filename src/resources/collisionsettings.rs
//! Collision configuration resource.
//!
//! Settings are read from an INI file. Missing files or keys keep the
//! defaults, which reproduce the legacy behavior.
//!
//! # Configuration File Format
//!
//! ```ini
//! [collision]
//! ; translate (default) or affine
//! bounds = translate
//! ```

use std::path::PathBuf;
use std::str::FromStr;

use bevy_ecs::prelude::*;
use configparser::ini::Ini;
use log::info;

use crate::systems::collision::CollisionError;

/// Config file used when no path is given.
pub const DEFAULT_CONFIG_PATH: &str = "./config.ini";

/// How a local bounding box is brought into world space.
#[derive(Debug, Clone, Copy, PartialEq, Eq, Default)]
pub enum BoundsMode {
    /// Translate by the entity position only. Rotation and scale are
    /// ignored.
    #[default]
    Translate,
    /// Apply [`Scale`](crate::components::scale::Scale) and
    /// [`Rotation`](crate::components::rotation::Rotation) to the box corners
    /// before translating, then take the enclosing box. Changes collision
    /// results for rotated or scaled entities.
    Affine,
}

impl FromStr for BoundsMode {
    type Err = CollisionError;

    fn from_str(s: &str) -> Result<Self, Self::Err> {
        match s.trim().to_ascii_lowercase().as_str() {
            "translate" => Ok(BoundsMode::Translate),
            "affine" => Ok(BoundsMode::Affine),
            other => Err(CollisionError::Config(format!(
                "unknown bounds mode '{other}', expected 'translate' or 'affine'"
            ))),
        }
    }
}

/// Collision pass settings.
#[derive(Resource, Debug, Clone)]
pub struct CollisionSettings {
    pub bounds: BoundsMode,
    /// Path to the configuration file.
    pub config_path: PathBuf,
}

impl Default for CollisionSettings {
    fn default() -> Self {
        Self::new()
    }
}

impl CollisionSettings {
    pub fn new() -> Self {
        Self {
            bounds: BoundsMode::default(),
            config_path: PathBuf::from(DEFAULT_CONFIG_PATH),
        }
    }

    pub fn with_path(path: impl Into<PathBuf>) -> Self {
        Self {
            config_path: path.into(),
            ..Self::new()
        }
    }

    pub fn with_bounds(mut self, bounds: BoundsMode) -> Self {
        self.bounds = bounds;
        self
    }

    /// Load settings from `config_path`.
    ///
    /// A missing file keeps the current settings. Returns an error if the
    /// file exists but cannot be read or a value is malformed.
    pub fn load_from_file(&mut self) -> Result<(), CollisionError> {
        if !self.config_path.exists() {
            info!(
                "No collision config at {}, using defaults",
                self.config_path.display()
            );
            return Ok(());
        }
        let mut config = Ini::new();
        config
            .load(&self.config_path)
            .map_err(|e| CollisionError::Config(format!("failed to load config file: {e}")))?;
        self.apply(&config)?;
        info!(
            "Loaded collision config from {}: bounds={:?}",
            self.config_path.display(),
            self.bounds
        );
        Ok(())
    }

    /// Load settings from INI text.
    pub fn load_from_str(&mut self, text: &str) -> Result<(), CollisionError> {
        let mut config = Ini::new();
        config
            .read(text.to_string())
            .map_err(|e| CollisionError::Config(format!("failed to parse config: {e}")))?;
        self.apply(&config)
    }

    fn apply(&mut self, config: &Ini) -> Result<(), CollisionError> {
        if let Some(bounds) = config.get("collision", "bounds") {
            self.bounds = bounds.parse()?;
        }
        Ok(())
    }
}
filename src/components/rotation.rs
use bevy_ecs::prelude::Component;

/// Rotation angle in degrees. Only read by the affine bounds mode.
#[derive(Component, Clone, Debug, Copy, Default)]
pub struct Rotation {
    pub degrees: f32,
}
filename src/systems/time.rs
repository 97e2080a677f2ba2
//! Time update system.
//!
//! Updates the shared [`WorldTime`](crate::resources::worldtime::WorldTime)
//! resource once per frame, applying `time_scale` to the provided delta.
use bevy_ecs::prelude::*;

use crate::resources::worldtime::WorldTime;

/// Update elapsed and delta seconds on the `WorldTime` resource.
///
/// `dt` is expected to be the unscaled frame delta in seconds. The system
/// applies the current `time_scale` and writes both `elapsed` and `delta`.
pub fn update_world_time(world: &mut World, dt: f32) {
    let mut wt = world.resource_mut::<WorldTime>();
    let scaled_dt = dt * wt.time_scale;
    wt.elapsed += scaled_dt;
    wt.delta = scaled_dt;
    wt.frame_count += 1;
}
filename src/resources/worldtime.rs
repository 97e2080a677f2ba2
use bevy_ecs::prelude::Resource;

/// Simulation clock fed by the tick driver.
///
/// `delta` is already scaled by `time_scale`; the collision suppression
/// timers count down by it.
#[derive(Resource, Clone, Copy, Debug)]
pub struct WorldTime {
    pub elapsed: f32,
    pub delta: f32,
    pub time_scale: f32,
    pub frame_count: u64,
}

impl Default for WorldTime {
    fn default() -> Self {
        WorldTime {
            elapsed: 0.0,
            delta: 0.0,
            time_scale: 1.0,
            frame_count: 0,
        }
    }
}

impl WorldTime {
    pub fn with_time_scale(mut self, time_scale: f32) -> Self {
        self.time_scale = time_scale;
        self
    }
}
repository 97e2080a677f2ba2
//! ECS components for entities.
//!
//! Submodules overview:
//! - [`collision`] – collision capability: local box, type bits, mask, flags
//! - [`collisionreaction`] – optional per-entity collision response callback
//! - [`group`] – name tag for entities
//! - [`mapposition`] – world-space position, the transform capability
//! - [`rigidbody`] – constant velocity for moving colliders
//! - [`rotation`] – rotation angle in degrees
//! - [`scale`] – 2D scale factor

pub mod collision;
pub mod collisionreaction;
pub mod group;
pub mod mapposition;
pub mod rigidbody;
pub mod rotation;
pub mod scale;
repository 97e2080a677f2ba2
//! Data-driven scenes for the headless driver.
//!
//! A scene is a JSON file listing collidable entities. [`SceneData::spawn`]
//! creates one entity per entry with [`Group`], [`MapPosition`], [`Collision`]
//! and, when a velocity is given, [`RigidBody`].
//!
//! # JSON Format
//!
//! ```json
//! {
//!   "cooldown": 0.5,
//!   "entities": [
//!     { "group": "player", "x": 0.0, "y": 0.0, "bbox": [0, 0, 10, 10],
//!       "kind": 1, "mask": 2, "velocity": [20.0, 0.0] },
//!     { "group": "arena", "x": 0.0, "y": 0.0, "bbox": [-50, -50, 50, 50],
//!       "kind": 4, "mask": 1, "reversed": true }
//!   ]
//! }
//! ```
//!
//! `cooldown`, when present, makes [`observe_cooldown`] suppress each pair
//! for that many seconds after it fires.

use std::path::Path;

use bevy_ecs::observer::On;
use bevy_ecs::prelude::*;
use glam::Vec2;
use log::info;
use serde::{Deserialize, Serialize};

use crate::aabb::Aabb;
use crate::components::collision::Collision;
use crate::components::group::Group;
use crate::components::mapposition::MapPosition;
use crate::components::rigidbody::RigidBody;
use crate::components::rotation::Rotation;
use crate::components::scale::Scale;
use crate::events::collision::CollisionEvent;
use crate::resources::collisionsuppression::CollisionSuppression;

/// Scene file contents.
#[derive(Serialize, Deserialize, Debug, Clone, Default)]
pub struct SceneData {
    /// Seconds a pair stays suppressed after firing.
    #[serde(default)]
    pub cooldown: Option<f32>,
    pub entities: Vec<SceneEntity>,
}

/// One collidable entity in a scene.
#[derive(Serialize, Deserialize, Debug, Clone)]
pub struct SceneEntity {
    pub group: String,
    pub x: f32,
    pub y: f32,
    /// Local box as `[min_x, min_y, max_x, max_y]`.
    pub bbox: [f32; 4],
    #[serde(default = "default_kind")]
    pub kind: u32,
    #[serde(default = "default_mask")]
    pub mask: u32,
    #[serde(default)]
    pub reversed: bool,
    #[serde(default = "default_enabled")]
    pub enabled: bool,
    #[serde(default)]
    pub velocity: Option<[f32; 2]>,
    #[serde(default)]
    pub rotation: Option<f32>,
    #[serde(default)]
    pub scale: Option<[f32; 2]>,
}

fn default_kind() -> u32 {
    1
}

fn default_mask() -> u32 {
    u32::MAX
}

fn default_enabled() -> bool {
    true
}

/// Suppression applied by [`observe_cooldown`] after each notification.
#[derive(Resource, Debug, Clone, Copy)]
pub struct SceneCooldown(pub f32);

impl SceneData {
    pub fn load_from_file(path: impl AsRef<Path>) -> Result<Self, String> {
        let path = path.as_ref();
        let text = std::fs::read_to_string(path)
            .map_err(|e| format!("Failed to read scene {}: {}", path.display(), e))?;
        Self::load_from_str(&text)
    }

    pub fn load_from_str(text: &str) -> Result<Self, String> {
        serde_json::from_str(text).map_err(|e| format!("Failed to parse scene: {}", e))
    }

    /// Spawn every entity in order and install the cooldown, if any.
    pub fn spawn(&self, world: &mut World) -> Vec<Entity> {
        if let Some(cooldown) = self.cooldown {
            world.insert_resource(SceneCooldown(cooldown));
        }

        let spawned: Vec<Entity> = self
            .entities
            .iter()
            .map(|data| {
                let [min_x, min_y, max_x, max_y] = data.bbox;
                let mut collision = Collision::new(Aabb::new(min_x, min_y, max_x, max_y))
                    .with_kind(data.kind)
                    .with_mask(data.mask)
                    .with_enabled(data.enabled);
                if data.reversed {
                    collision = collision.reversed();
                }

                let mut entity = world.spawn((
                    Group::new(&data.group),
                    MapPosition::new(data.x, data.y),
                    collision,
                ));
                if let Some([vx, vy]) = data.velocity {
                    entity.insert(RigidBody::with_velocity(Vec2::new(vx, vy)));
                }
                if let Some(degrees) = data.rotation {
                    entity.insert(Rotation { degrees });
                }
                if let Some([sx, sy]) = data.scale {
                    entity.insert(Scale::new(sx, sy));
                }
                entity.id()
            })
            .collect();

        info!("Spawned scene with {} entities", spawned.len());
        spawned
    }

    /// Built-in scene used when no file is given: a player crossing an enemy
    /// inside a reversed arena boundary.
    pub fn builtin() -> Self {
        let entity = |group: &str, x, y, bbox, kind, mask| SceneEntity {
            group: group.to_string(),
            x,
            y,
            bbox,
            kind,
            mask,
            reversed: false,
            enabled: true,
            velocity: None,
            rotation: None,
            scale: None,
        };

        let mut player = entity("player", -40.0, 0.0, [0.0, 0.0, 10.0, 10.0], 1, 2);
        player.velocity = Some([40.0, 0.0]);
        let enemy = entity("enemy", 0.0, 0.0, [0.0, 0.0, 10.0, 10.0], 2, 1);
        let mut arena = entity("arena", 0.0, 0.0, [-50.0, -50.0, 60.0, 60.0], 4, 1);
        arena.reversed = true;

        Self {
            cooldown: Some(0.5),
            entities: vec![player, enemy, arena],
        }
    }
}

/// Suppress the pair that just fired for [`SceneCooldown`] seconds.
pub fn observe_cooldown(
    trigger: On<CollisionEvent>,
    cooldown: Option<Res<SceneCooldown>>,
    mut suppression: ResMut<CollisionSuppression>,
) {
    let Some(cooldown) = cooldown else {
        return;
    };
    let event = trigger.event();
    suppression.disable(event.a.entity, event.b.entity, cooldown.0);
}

::::

Pull each line containing the word "impl" out of the data above.

impl FromStr for BoundsMode {
impl Default for CollisionSettings {
impl CollisionSettings {
    pub fn with_path(path: impl Into<PathBuf>) -> Self {
impl Default for WorldTime {
impl WorldTime {
impl SceneData {
    pub fn load_from_file(path: impl AsRef<Path>) -> Result<Self, String> {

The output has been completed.